Author and Facebook sensation Scott Stabile’s parents were murdered when he was fourteen. Nine years later, his brother died of a heroin overdose. Soon after that, Scott joined a cult that dominated his life for thirteen years. Through it all, he became evermore committed to living his life from love. In this interview, Scott answers questions about his new book, Big Love: The Power of Living with a Wide-Open Heart.

In each chapter of his new book, Scott shares a personal experience that pulled him from his center and the ways in which he brought himself back to peace, and to love. While some of his experiences are extraordinary, like extricating himself from a cult after 13 years, most of the stories reflect on everyday challenges we can all relate to, like the weight of shame, the search for happiness, and the struggle to be authentic.

In Big Love you say, “Nothing stands to transform us, our relationships, and the world, more than a commitment to live our lives from love.” Please tell us more about that.

I see love as the base note for everything good in our world. Kindness, compassion, authenticity and forgiveness are all examples of love in action. The deeper we commit ourselves to act from love, no matter the circumstance, the more likely we are to transform our lives and the lives of others. Love is the great healer — it always has been and always will be — and there is no downside to choosing love as often and as deeply as possible. The upsides are limitless.

You also say that we can all be love-spreaders.  What would that look like on a daily basis?

On a daily basis, it would look like being more aware of how we show up in the world. If there’s an opportunity to be kind, be kind. Be compassionate. Connect with people, share stories, empathize. Be aware of those moments when we’re acting cruel or judgmental or self-righteous. Acknowledge them and do our best to shift back into a loving space, one that allows for connection rather than division. Countless moments each day offer us the chance to spread some love. We just have to choose to do it.

Your parents were murdered when you were 14. How did losing them in such a violent way, at such a young age, impact your life, and your dedication to live your life from love?

I’m sure I still don’t even know all the ways in which my parents’ murder has affected my life. I think I was in shock for years. I buried the reality of their deaths, as well as their lives, somewhere deep inside where I could ignore the pain of it all. Only when I started to face that pain did I begin to feel freer and more present in my life. I think one of the great gifts that came from losing them was learning that I am stronger and more resilient than I imagined myself to be. The heartbreak and pain I’ve experienced over their death has also made me a more empathetic and compassionate human being, that’s for sure. There are gifts in darkness, too. We just have to be willing to see them.

How were you ultimately able to forgive the man who murdered your parents?

I could never have found forgiveness if I hadn’t learned to empathize with the man who murdered my parents. Only when I was able to connect with him as another human being with human pain and struggles, only when I was able to acknowledge that no one who felt safe, or seen, or loved, could ever do something so terrible, was I able to forgive his actions. With empathy and compassion, I found forgiveness. Actually, through empathy and compassion, forgiveness found me.
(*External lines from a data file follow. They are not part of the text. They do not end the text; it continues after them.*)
//! EduStream - 在线课堂管理平台
//!
//! 基于 Actix Web 构建的服务端渲染应用：教师排课、开课、上传资料，学生选课、进入直播课堂、下载资料。
//!
//! # 架构
//! - `config`: 配置管理
//! - `entity`: SeaORM 数据库实体
//! - `errors`: 统一错误处理
//! - `middlewares`: 会话与角色中间件
//! - `models`: 数据模型定义
//! - `policy`: 访问控制策略
//! - `routes`: 路由层
//! - `runtime`: 运行时生命周期管理
//! - `services`: 业务逻辑层
//! - `storage`: 数据存储层（SeaORM）与上传文件存储
//! - `utils`: 工具函数
//! - `views`: 页面渲染

pub mod config;
pub mod entity;
pub mod errors;
pub mod middlewares;
pub mod models;
pub mod policy;
pub mod routes;
pub mod runtime;
pub mod services;
pub mod storage;
pub mod utils;
pub mod views;
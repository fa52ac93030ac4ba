pub mod require_role;
pub mod require_session;

pub use require_role::RequireRole;
pub use require_session::RequireSession;
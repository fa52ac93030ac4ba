use actix_web::{HttpResponse, http::header};

use crate::utils::session::Flash;

/// 302 重定向
pub fn redirect(location: &str) -> HttpResponse {
    HttpResponse::Found()
        .insert_header((header::LOCATION, location.to_string()))
        .finish()
}

/// 302 重定向，并附带一条闪现消息
pub fn redirect_with_flash(location: &str, message: &str) -> HttpResponse {
    HttpResponse::Found()
        .insert_header((header::LOCATION, location.to_string()))
        .cookie(Flash::create_cookie(message))
        .finish()
}
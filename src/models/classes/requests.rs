use serde::Deserialize;

/// 表单中 scheduled_time 的格式（HTML datetime-local）
pub const SCHEDULED_TIME_FORMAT: &str = "%Y-%m-%dT%H:%M";

// 创建课程表单，数值字段保持字符串以便给出友好的校验提示
#[derive(Debug, Deserialize)]
pub struct CreateClassForm {
    pub title: String,
    #[serde(default)]
    pub description: String,
    pub scheduled_time: String,
    pub duration: String,
}

// 创建课程请求（存储层使用）
#[derive(Debug, Clone)]
pub struct CreateClassRequest {
    pub title: String,
    pub description: Option<String>,
    pub teacher_id: i64,
    pub scheduled_time: chrono::DateTime<chrono::Utc>,
    pub duration_minutes: i32,
}
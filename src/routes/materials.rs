use actix_multipart::Multipart;
use actix_web::{HttpRequest, HttpResponse, Result as ActixResult, web};
use once_cell::sync::Lazy;

use crate::middlewares::{RequireRole, RequireSession};
use crate::models::{SessionContext, users::entities::UserRole};
use crate::services::MaterialService;
use crate::utils::{SafeClassIdI64, SafeStoredFilename};

// 懒加载的全局 MaterialService 实例
static MATERIAL_SERVICE: Lazy<MaterialService> = Lazy::new(MaterialService::new_lazy);

pub async fn list_materials(
    req: HttpRequest,
    session: SessionContext,
    path: SafeClassIdI64,
) -> ActixResult<HttpResponse> {
    MATERIAL_SERVICE
        .list_materials(&session, path.0, &req)
        .await
}

pub async fn upload_material(
    req: HttpRequest,
    session: SessionContext,
    path: SafeClassIdI64,
    payload: Multipart,
) -> ActixResult<HttpResponse> {
    MATERIAL_SERVICE
        .upload_material(&session, path.0, &req, payload)
        .await
}

pub async fn download_material(
    req: HttpRequest,
    session: SessionContext,
    filename: SafeStoredFilename,
) -> ActixResult<HttpResponse> {
    MATERIAL_SERVICE
        .download_material(&session, filename.0, &req)
        .await
}

// 配置路由
pub fn configure_material_routes(cfg: &mut web::ServiceConfig) {
    cfg.service(
        web::resource("/materials/{class_id}")
            .wrap(RequireSession)
            .route(web::get().to(list_materials)),
    )
    .service(
        web::resource("/upload_material/{class_id}")
            .wrap(RequireRole::new(UserRole::Teacher))
            .wrap(RequireSession)
            .route(web::post().to(upload_material)),
    )
    .service(
        web::resource("/download/{filename}")
            .wrap(RequireSession)
            .route(web::get().to(download_material)),
    );
}
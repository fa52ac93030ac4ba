use actix_web::{HttpRequest, HttpResponse, Result as ActixResult};
use chrono::NaiveDateTime;

use crate::models::{
    SessionContext,
    classes::requests::{CreateClassForm, CreateClassRequest, SCHEDULED_TIME_FORMAT},
};
use crate::utils::redirect_with_flash;

use super::ClassService;

const DASHBOARD: &str = "/teacher/dashboard";

/// 解析表单，只校验开课时间与时长格式
pub(crate) fn parse_create_form(
    form: CreateClassForm,
    teacher_id: i64,
) -> Result<CreateClassRequest, &'static str> {
    let scheduled_time = NaiveDateTime::parse_from_str(form.scheduled_time.trim(), SCHEDULED_TIME_FORMAT)
        .map_err(|_| "Invalid scheduled time")?
        .and_utc();
    let duration_minutes = form
        .duration
        .trim()
        .parse::<i32>()
        .map_err(|_| "Invalid duration")?;

    let description = form.description.trim();

    Ok(CreateClassRequest {
        title: form.title.trim().to_string(),
        description: (!description.is_empty()).then(|| description.to_string()),
        teacher_id,
        scheduled_time,
        duration_minutes,
    })
}

pub async fn handle_create_class(
    service: &ClassService,
    session: &SessionContext,
    form: CreateClassForm,
    request: &HttpRequest,
) -> ActixResult<HttpResponse> {
    let create_request = match parse_create_form(form, session.user_id) {
        Ok(req) => req,
        Err(msg) => return Ok(redirect_with_flash(DASHBOARD, msg)),
    };

    let storage = service.get_storage(request);
    let class = storage.create_class(create_request).await?;

    tracing::info!(
        "Teacher {} created class {} scheduled at {}",
        session.user_id,
        class.id,
        class.scheduled_time
    );

    Ok(redirect_with_flash(DASHBOARD, "Class created successfully!"))
}
/// Positional notation for decimal exponents in `-4..21`, the scientific form
/// of [`format_float`] outside it.
///
/// ```rust
/// use sparql_literal::Float;
///
/// assert_eq!(Float::Double(2.25).to_string(), "2.25");
/// assert_eq!(Float::Double(0.0001).to_string(), "0.0001");
/// assert_eq!(Float::Double(1e-7).to_string(), "1e-07");
/// assert_eq!(Float::Double(1e300).to_string(), "1e+300");
/// assert_eq!(Float::Single(f32::INFINITY).to_string(), "+Inf");
/// ```
impl fmt::Display for Float {
    fn fmt(&self, f: &mut fmt::Formatter<'_>) -> fmt::Result {
        if !self.is_finite() {
            return f.write_str(non_finite(self.as_f64()));
        }

        let scientific = format_float(*self);
        let exponent = scientific
            .rsplit_once('e')
            .and_then(|(_, exp)| exp.parse::<i32>().ok())
            .unwrap_or(0);
        if !(-4..21).contains(&exponent) {
            return f.write_str(&scientific);
        }

        match self {
            Float::Single(v) => write!(f, "{}", v),
            Float::Double(v) => write!(f, "{}", v),
        }
    }
}

/// Classification of a [`Value`], in dispatch order.
#[derive(Clone, Copy, Debug, PartialEq, Eq, Hash)]
pub enum Kind {
    SignedInteger,
    UnsignedInteger,
    Float,
    Bool,
    Bytes,
    Text,
    Timestamp,
    Identifier,
    SelfSerializing,
    Other,
}

impl Kind {
    #[must_use]
    pub const fn as_str(&self) -> &'static str {
        match self {
            Kind::SignedInteger => "signed_integer",
            Kind::UnsignedInteger => "unsigned_integer",
            Kind::Float => "float",
            Kind::Bool => "bool",
            Kind::Bytes => "bytes",
            Kind::Text => "text",
            Kind::Timestamp => "timestamp",
            Kind::Identifier => "identifier",
            Kind::SelfSerializing => "self_serializing",
            Kind::Other => "other",
        }
    }
}

impl Value {
    /// Returns the dispatch class of this value.
    #[must_use]
    pub const fn kind(&self) -> Kind {
        match self {
            Value::Signed(_) | Value::BigInt(_) => Kind::SignedInteger,
            Value::Unsigned(_) => Kind::UnsignedInteger,
            Value::Float(_) => Kind::Float,
            Value::Bool(_) => Kind::Bool,
            Value::Bytes(_) => Kind::Bytes,
            Value::Text(_) => Kind::Text,
            Value::Timestamp(_) => Kind::Timestamp,
            Value::Iri(_) => Kind::Identifier,
            Value::Custom(_) => Kind::SelfSerializing,
            Value::Null | Value::Array(_) | Value::Object(_) => Kind::Other,
        }
    }

    #[inline]
    #[must_use]
    pub const fn is_null(&self) -> bool {
        matches!(self, Value::Null)
    }

    #[inline]
    #[must_use]
    pub const fn is_text(&self) -> bool {
        matches!(self, Value::Text(_))
    }

    #[inline]
    #[must_use]
    pub const fn is_iri(&self) -> bool {
        matches!(self, Value::Iri(_))
    }

    #[inline]
    #[must_use]
    pub fn as_bool(&self) -> Option<bool> {
        match self {
            Value::Bool(b) => Some(*b),
            _ => None,
        }
    }

    #[inline]
    #[must_use]
    pub fn as_str(&self) -> Option<&str> {
        match self {
            Value::Text(s) => Some(s),
            _ => None,
        }
    }

    /// Returns the value as `i128` for fixed-width integers that fit.
    ///
    /// ```rust
    /// use sparql_literal::Value;
    ///
    /// assert_eq!(Value::from(-7i16).as_i128(), Some(-7));
    /// assert_eq!(Value::from(7u8).as_i128(), Some(7));
    /// assert_eq!(Value::from(u128::MAX).as_i128(), None);
    /// ```
    #[must_use]
    pub fn as_i128(&self) -> Option<i128> {
        match self {
            Value::Signed(i) => Some(*i),
            Value::Unsigned(u) => i128::try_from(*u).ok(),
            _ => None,
        }
    }

    #[must_use]
    pub fn as_array(&self) -> Option<&Vec<Value>> {
        match self {
            Value::Array(arr) => Some(arr),
            _ => None,
        }
    }

    #[must_use]
    pub fn as_object(&self) -> Option<&ValueMap> {
        match self {
            Value::Object(obj) => Some(obj),
            _ => None,
        }
    }

    /// Wraps any self-serializing object.
    #[must_use]
    pub fn custom<T: ToLiteral + 'static>(value: T) -> Self {
        Value::Custom(Arc::new(value))
    }
}

/// Formats a timestamp at second precision, `Z` for a zero offset.
pub(crate) fn format_timestamp<Tz>(dt: &DateTime<Tz>) -> String
where
    Tz: TimeZone,
    Tz::Offset: fmt::Display,
{
    dt.to_rfc3339_opts(SecondsFormat::Secs, true)
}

impl fmt::Display for Value {
    fn fmt(&self, f: &mut fmt::Formatter<'_>) -> fmt::Result {
        match self {
            Value::Signed(i) => write!(f, "{}", i),
            Value::BigInt(bi) => write!(f, "{}", bi),
            Value::Unsigned(u) => write!(f, "{}", u),
            Value::Float(fl) => write!(f, "{}", fl),
            Value::Bool(b) => write!(f, "{}", b),
            Value::Bytes(bytes) => f.write_str(&String::from_utf8_lossy(bytes)),
            Value::Text(s) => f.write_str(s),
            Value::Timestamp(dt) => f.write_str(&format_timestamp(dt)),
            Value::Iri(id) => f.write_str(&id.iri_ref()),
            Value::Custom(custom) => f.write_str(&custom.to_literal()),
            Value::Null | Value::Array(_) | Value::Object(_) => match serde_json::to_string(self) {
                Ok(json) => f.write_str(&json),
                Err(_) => write!(f, "{:?}", self),
            },
        }
    }
}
You spent 13 years in what you described as a cult. What compelled you to be a part of it, and why did you finally decide to walk away?

 I joined the cult because I was longing for deeper spirituality and a greater sense of community in my life, and I met a charismatic spiritual teacher who offered a “faster track” to enlightenment. In the cult I found a family, and in the leader I found a best friend and father figure. I left the cult because I no longer felt connected to the ways in which my former teacher shared his path, and no longer believed him to be the enlightened man he guaranteed he was.

What have you learned about moving beyond shame?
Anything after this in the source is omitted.